# Opening a Bar



## coggs62

Hello,

I am in the process of selling my business in the US and was thinking about opening a bar/restaurant in Italy. Has anybody had any experience opening a restaurant or other type of business? I would like to find out how difficult it is to work with the local government agencies, etc. 
I appreciate any advice and direction.

Thanks


----------



## Arturo.c

coggs62 said:


> Hello,
> 
> I am in the process of selling my business in the US and was thinking about opening a bar/restaurant in Italy. Has anybody had any experience opening a restaurant or other type of business? I would like to find out how difficult it is to work with the local government agencies, etc.
> I appreciate any advice and direction.
> 
> Thanks


A bar and a restaurant in Italy are two diffent kinds of business, and if you want to open a place that groups them together (there are quite a number around Italy), then you will have to obtain (or buy) two separate licenses.

The business deregulation that took place in the 1990s has swooped away most of red tape that once hampered the opening of an entirely new business so much that owners made much more money in selling their licenses than actually running their businesses.

Still, in order to open a bar or a restaurant you will have to face the local zoning laws, licensing rules, and the occasional request for a payment under the table to "grease the wheels", especially if you choose a place in Southern Italy.

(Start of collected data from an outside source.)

//! Error types that can be emitted from this library

use miette::Diagnostic;
use thiserror::Error;

/// Error type for library
#[derive(Error, Diagnostic, Debug)]
pub enum Error {
    /// Transparent warpper for [`std::io::Error`]
    #[error(transparent)]
    IOError(#[from] std::io::Error),

    /// Transparent warpper for [`binrw::Error`]
    #[error(transparent)]
    BinRWError(#[from] binrw::Error),

    /// the serialized file format revision is outside the supported range
    #[error("unsupported serialized file format version {0}")]
    UnsupportedVersion(u32),

    /// a table, count or size is inconsistent with the available bytes
    #[error("corrupt serialized data: {0}")]
    CorruptStructure(String),

    /// the stream ended before the schema was satisfied
    #[error("stream exhausted while decoding {path}: {needed} bytes needed at position {position}")]
    #[diagnostic(help("the schema does not match the object, check the engine version"))]
    DecodeUnderrun {
        /// Field path, `root/m_Field/...`
        path: String,
        /// Position relative to the start of the object
        position: u64,
        /// Bytes the read required
        needed: usize,
    },

    /// a value does not have the shape the schema asks for
    #[error("value does not match the schema at {path}: expected {expected}")]
    EncodeMismatch {
        /// Field path, `root/m_Field/...`
        path: String,
        /// Kind of value the schema expects
        expected: String,
    },

    /// the pointer has a zero path id
    #[error("null pointer")]
    NullPointer,

    /// the pointer names an external file that does not exist
    #[error("file index {file_index} is outside the {externals} external references")]
    CorruptReference {
        /// Index stored in the pointer
        file_index: i32,
        /// Number of external references of the owning file
        externals: usize,
    },

    /// the external file is not loaded
    #[error("referenced file {0} is not loaded")]
    UnresolvedReference(String),

    /// the target file has no object with the path id
    #[error("no object with path id {path_id} in {file}")]
    DanglingReference {
        /// File searched
        file: String,
        /// Missing path id
        path_id: i64,
    },

    /// the schema source has no entry for the class at this version
    #[error("no schema for class {class_id} at version {version}")]
    UnknownClassForVersion {
        /// Class id looked up
        class_id: i32,
        /// Engine version looked up
        version: String,
    },

    /// the file carries no TypeTree and no schema source was supplied
    #[error("no schema available for class {0}")]
    MissingSchema(i32),
}

/// Generic result type with crate's Error as its error variant
pub type Result<T> = core::result::Result<T, Error>;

Add to this all the regulations in terms of hygiene and cleanliness (HACCP, etc.) and the task could look daunting.

If I can give you a suggestion, you should first look around and maybe ask to work part-time in a bar or a restaurant in Italy just to see if this is the kind of life that attracts you, as owners of such businesses in Italy usually work long hours every day and don't take much holidays during the year.

Good luck, anyway...


----------